━━━━━ Given data ━━━━━

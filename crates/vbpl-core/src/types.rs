//! Core data types: document identifiers and artifact categories.

use std::fmt;
use std::path::PathBuf;

use serde::{Deserialize, Serialize};

/// Opaque document identifier taken from the `ItemID` query parameter.
///
/// Never empty and never contains `&`, `#`, or a path separator, so it
/// always names a single file inside its category directory.
#[derive(Debug, Clone, PartialEq, Eq, Hash, PartialOrd, Ord, Serialize, Deserialize)]
#[serde(try_from = "String", into = "String")]
pub struct ItemId(String);

impl ItemId {
    /// Validate and wrap an identifier.
    pub fn new(raw: impl Into<String>) -> ArchiveResult<Self> {
        let raw = raw.into();
        if raw.is_empty() || raw.contains(['&', '#', '/', '\\']) {
            return Err(ArchiveError::InvalidItemId(raw));
        }
        Ok(Self(raw))
    }

    pub fn as_str(&self) -> &str {
        &self.0
    }
}

impl fmt::Display for ItemId {
    fn fmt(&self, f: &mut fmt::Formatter<'_>) -> fmt::Result {
        f.write_str(&self.0)
    }
}

impl TryFrom<String> for ItemId {
    type Error = ArchiveError;

    fn try_from(raw: String) -> ArchiveResult<Self> {
        Self::new(raw)
    }
}

impl From<ItemId> for String {
    fn from(id: ItemId) -> Self {
        id.0
    }
}

/// The kind of artifact saved for a document.
#[derive(Debug, Clone, Copy, PartialEq, Eq, Hash, Serialize, Deserialize)]
#[serde(rename_all = "snake_case")]
pub enum Category {
    /// Full document text.
    FullText,
    /// Document properties (issuer, dates, status).
    Property,
    /// Amendment history.
    History,
    /// Related documents.
    Related,
    /// Original signed document, downloaded as a PDF.
    Pdf,
}

impl Category {
    /// All categories in fetch order.
    pub const ALL: [Category; 5] = [
        Category::FullText,
        Category::Property,
        Category::History,
        Category::Related,
        Category::Pdf,
    ];

    /// Sub-directory under the archive root.
    pub fn dir_name(self) -> &'static str {
        match self {
            Self::FullText => "vbpl",
            Self::Property => "property",
            Self::History => "history",
            Self::Related => "related",
            Self::Pdf => "pdf",
        }
    }

    /// Deterministic file name for `id` in this category.
    pub fn file_name(self, id: &ItemId) -> String {
        match self {
            Self::FullText => format!("full_{id}.html"),
            Self::Property => format!("p_{id}.html"),
            Self::History => format!("h_{id}.html"),
            Self::Related => format!("r_{id}.html"),
            Self::Pdf => format!("pdf_{id}.pdf"),
        }
    }

    /// Whether the artifact is downloaded as raw bytes rather than rendered markup.
    pub fn is_binary(self) -> bool {
        matches!(self, Self::Pdf)
    }
}

impl fmt::Display for Category {
    fn fmt(&self, f: &mut fmt::Formatter<'_>) -> fmt::Result {
        match self {
            Self::FullText => write!(f, "full text"),
            Self::Property => write!(f, "properties"),
            Self::History => write!(f, "history"),
            Self::Related => write!(f, "related documents"),
            Self::Pdf => write!(f, "original document"),
        }
    }
}

/// Errors raised by the core library.
#[derive(thiserror::Error, Debug)]
pub enum ArchiveError {
    #[error("IO error: {0}")]
    Io(#[from] std::io::Error),

    #[error("Invalid ItemID: {0:?}")]
    InvalidItemId(String),

    #[error("Listing directory not found: {}", .0.display())]
    ListingDirMissing(PathBuf),
}

/// Convenience result type.
pub type ArchiveResult<T> = Result<T, ArchiveError>;
//! vbpl-archiver — entry point.

use std::path::PathBuf;

use clap::{Parser, Subcommand};

use vbpl_archiver::cli;
use vbpl_archiver::config::ArchiverConfig;

#[derive(Parser)]
#[command(
    name = "vbpl-archiver",
    about = "Archive legal documents, their metadata and original PDFs from vbpl.vn",
    version,
    after_help = "Run with no command to perform a full archiving run."
)]
struct Cli {
    /// Archive root containing demuc/ (env: VBPL_ROOT).
    #[arg(long, global = true)]
    root: Option<PathBuf>,

    /// Chromium/Chrome binary (env: VBPL_CHROMIUM_PATH).
    #[arg(long, global = true)]
    chromium: Option<PathBuf>,

    /// Seconds to wait for page content before saving what has loaded.
    #[arg(long, global = true)]
    render_timeout: Option<u64>,

    /// Log level (trace, debug, info, warn, error).
    #[arg(long, global = true, default_value = "info")]
    log_level: String,

    /// Output results as JSON (machine-readable).
    #[arg(long, global = true)]
    json: bool,

    #[command(subcommand)]
    command: Option<Commands>,
}

#[derive(Subcommand)]
enum Commands {
    /// Harvest ItemIDs from demuc/ and fetch every artifact (default).
    Run {
        /// Process at most this many ItemIDs.
        #[arg(long)]
        limit: Option<usize>,
    },
    /// List the ItemIDs found in demuc/ without fetching anything.
    Harvest,
    /// Check Chromium and the archive layout.
    Doctor,
}

#[tokio::main]
async fn main() -> anyhow::Result<()> {
    let cli = Cli::parse();

    let filter = tracing_subscriber::EnvFilter::try_from_default_env()
        .unwrap_or_else(|_| tracing_subscriber::EnvFilter::new(&cli.log_level));

    tracing_subscriber::fmt()
        .with_env_filter(filter)
        .with_writer(std::io::stderr)
        .init();

    let config = ArchiverConfig::resolve(cli.root, cli.chromium, cli.render_timeout);
    tracing::debug!("config: {config:?}");

    let result = match cli.command.unwrap_or(Commands::Run { limit: None }) {
        Commands::Run { limit } => cli::run_cmd::run(&config, limit, cli.json).await,
        Commands::Harvest => cli::harvest_cmd::run(&config, cli.json).await,
        Commands::Doctor => cli::doctor::run(&config).await,
    };

    // Consistent exit codes: 0=success, 1=error
    if let Err(e) = &result {
        eprintln!("  Error: {e:#}");
        std::process::exit(1);
    }

    result
}
//! vbpl-core — identifier harvesting, embed-URL extraction, and the
//! write-once artifact layout used by `vbpl-archiver`.

pub mod harvest;
pub mod locator;
pub mod store;
pub mod types;

pub use harvest::{harvest_dir, harvest_markup, item_id_from_href, Harvest, ITEM_ID_KEY};
pub use locator::{extract_embedded_url, resolve_against, LocatorMiss};
pub use store::{part_path, ArtifactStore, Slot, LISTING_DIR};
pub use types::*;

━━━━━

• _The task_
Where the word "Serialize" shows up in a line of the entries above, count that line; the answer is the total alone.

• _Reply to the exercise_
3